それは高校時代、せがまれて第2ボタンをあげた後輩の女性。
ロマンスの予感がしますが、

しかし唐突な落雷事故によって彼女は死亡。

ところが、障害を持つ娘さん(千織ちゃん)に、彼女の魂(真理子さん)が一時的に宿り、とたんに饒舌にしゃべれるようになります。
分かることはひとつだけ。
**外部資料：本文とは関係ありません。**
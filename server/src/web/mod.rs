// artisan_market/src/web/mod.rs

pub mod cors;
pub mod extractors;
pub mod handlers;
pub mod routes;

#[cfg(test)]
mod tests;

pub use cors::cors_policy;
pub use routes::configure_app_routes;
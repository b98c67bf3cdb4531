// artisan_market/src/web/handlers/auth_handlers.rs

use actix_web::{web, HttpResponse};
use chrono::Utc;
use tracing::{info, instrument};

use crate::errors::AppError;
use crate::models::user::User;
use crate::state::AppState;
use crate::web::extractors::AuthenticatedUser;

/// Records the verified caller as a user and returns the stored record.
#[instrument(name = "handler::create_session", skip(app_state, auth_user), fields(user_id = %auth_user.0.id))]
pub async fn create_session_handler(
  app_state: web::Data<AppState>,
  auth_user: AuthenticatedUser,
) -> Result<HttpResponse, AppError> {
  let user = app_state
    .store
    .upsert_user(&User::from_identity(&auth_user.0, Utc::now()))
    .await?;
  info!("Session established.");
  Ok(HttpResponse::Ok().json(user))
}

#[instrument(name = "handler::current_user", skip(app_state, auth_user), fields(user_id = %auth_user.0.id))]
pub async fn current_user_handler(
  app_state: web::Data<AppState>,
  auth_user: AuthenticatedUser,
) -> Result<HttpResponse, AppError> {
  let user = match app_state.store.get_user(&auth_user.0.id).await? {
    Some(user) => user,
    // Not signed in through /auth/session yet: answer from the token alone.
    None => User::from_identity(&auth_user.0, Utc::now()),
  };
  Ok(HttpResponse::Ok().json(user))
}
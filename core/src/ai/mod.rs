// artisan_core/src/ai/mod.rs

//! AI content orchestration: prompt building, the completion client, response
//! parsing with fallbacks, and the generator tying them together.

pub mod client;
pub mod generator;
pub mod parser;
pub mod prompts;
pub mod types;

pub use client::{CompletionClient, CompletionError, DisabledCompletionClient, HttpCompletionClient};
pub use generator::{ContentGenerator, GeneratorSettings};
pub use parser::ParseError;
pub use prompts::PromptIntent;
pub use types::{ContentRequest, ContentSuggestion, StoryRequest, TranslationRequest, TranslationResult};
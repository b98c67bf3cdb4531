// artisan_market/src/web/handlers/catalog_handlers.rs

use actix_web::HttpResponse;
use artisan_core::catalog::{CATEGORIES, LANGUAGES};
use serde_json::json;

pub async fn categories_handler() -> HttpResponse {
  HttpResponse::Ok().json(json!({ "categories": CATEGORIES }))
}

pub async fn languages_handler() -> HttpResponse {
  HttpResponse::Ok().json(json!({ "languages": LANGUAGES }))
}
// artisan_core/src/flow/execution.rs

//! `Pipeline::run`: walks the steps in order and drives their handlers.

use crate::error::FlowError;
use crate::flow::context_data::ContextData;
use crate::flow::control::{PipelineControl, PipelineResult};
use crate::flow::pipeline::{Phase, Pipeline};
use tracing::{event, info_span, instrument, Instrument, Level};

enum StepOutcome {
  Finished,
  Stopped,
}

impl<TData, Err> Pipeline<TData, Err>
where
  TData: 'static + Send + Sync,
  Err: std::error::Error + From<FlowError> + Send + Sync + 'static,
{
  /// Runs every step against `ctx_data`.
  ///
  /// A step is skipped when its `skip_if` condition holds, or when it is
  /// optional and has no handlers. A required step without handlers fails with
  /// `FlowError::HandlerMissing`. The first handler error aborts the run.
  #[instrument(
    name = "Pipeline::run",
    skip_all,
    fields(
      context_type = %std::any::type_name::<TData>(),
      num_steps = self.steps.len(),
    ),
    err(Display)
  )]
  pub async fn run(&self, ctx_data: ContextData<TData>) -> Result<PipelineResult, Err> {
    event!(Level::DEBUG, "Pipeline execution starting.");

    for (step_index, step_def) in self.steps.iter().enumerate() {
      let step_span = info_span!(
        "pipeline_step",
        step_name = step_def.name.as_str(),
        step_index,
        optional = step_def.optional
      );

      if let Some(skip_condition) = &step_def.skip_if {
        if skip_condition(&ctx_data) {
          step_span.in_scope(|| event!(Level::INFO, "Step skipped by its condition."));
          continue;
        }
      }

      let handlers = match self.handlers.get(&step_def.name) {
        Some(h) if !h.is_empty() => h,
        _ if step_def.optional => {
          step_span.in_scope(|| event!(Level::DEBUG, "Optional step has no handlers, skipping."));
          continue;
        }
        _ => {
          step_span.in_scope(|| event!(Level::ERROR, "Required step has no handlers."));
          return Err(Err::from(FlowError::HandlerMissing {
            step_name: step_def.name.clone(),
          }));
        }
      };

      let outcome = async {
        for phase in Phase::ORDER {
          for (handler_index, handler_fn) in handlers.phase(phase).iter().enumerate() {
            let handler_span = tracing::debug_span!("handler", phase = phase.label(), handler_index);
            match handler_fn(ctx_data.clone()).instrument(handler_span).await {
              Ok(PipelineControl::Continue) => {}
              Ok(PipelineControl::Stop) => {
                event!(Level::INFO, phase = phase.label(), "Pipeline stopped by a handler.");
                return Ok(StepOutcome::Stopped);
              }
              Err(e) => {
                event!(Level::ERROR, phase = phase.label(), error = %e, "Handler failed.");
                return Err(e);
              }
            }
          }
        }
        Ok(StepOutcome::Finished)
      }
      .instrument(step_span)
      .await?;

      if let StepOutcome::Stopped = outcome {
        return Ok(PipelineResult::Stopped);
      }
    }

    event!(Level::DEBUG, "Pipeline execution completed.");
    Ok(PipelineResult::Completed)
  }
}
四日間の間に人生の棚卸しをすること。
それが過ぎたら消える運命。

*****
とまあ、こんな感じの話を簡単に述べましたが、
後書きによると、
これに似たコンセプトの作品が少し前にあったそうなので、
(なんというかパクリ? アイデアのパクリはパクリではないけど)
まあ、少なくとも二番煎じ感が否めないので、賞は取れなかったとかいう話が書いてありました。
少し前の作品というのは「異人たちの夏」かな?

なので、死んだ人が少しだけ戻ってきて、語らってくれる。
というのが全体の流れです。
もしくは「黄泉がえり」に似ている感じがしますね。

こういうコンセプトはあちこちになるので、
応用が恐ろしく効くみたいです。
幽霊しんみりネタ。
しかも人間はこの手の話に涙もろいときている。
こりゃ使わない手はないと思うのですが。

***
では大体のあらすじはこの辺で終わるとして。

感想の中にエリザベス・キューブラー・ロスの死の受容の話がありまして、
今回はこの辺に絡めたいと思います。

自分が死ぬことが分かった患者は以下の5つの過程をたどる、いわく、
否認、怒り、取引、抑うつ、受容、
必ずしもこの過程をたどるわけでもなく、
中には絶対に受け入れない人もいれば、
あるいは最初から受容しておられる方もいる、
別に病気とは限らず戦争でも事故でも、
即死する以外では何らかの形で、
こうした葛藤を感じるし、残された家族の側で感じることもある。

あるいは死ぬまでの期間が異常に長いだけで、
私たちも現在すでに感じているはず。
(飛び降りちゃう人たちは、
受容しそこなったからむしろ飛んでいるわけで)

それが普通であり、
むしろこの過程を医療が支えなければならないのだとする。
いや医療だけじゃないですけど。

人生は甘い夢ではなく、残酷で苦いもので、
おそらく何物にもなれないまま、何も成し得ないままで人生は終わる。

我が人生に悔いなしと言えるのは才能と環境に恵まれたほんの一握りの人たちだけで、多くの人たちは、せめて後に残すものがいれば彼らをあまり心配させないように配慮して、いなければなんらかの形で自分の気持ちにケリをつけて去るしかない。

わずか四日間です。
彼女の(真理子さん)の人生は幸福とは縁遠いものです。
そして再会することがなければ、
二度と主人公の軌跡と、かすめることすらなかったでしょう。
でも彼女には底知れない明るさがあるんですね。
それがもうひとりのヒロイン(千織ちゃん==作中の大半は、舞台袖に引っ込んでいる状態ですが)に良い影響をもたらすのです。

***
映画版は山口県の角島付近で撮ったとのこと。
旅行にいくと撮影で作った教会とかが残っているので、アニメじゃないですが聖地巡礼もできるみたいです。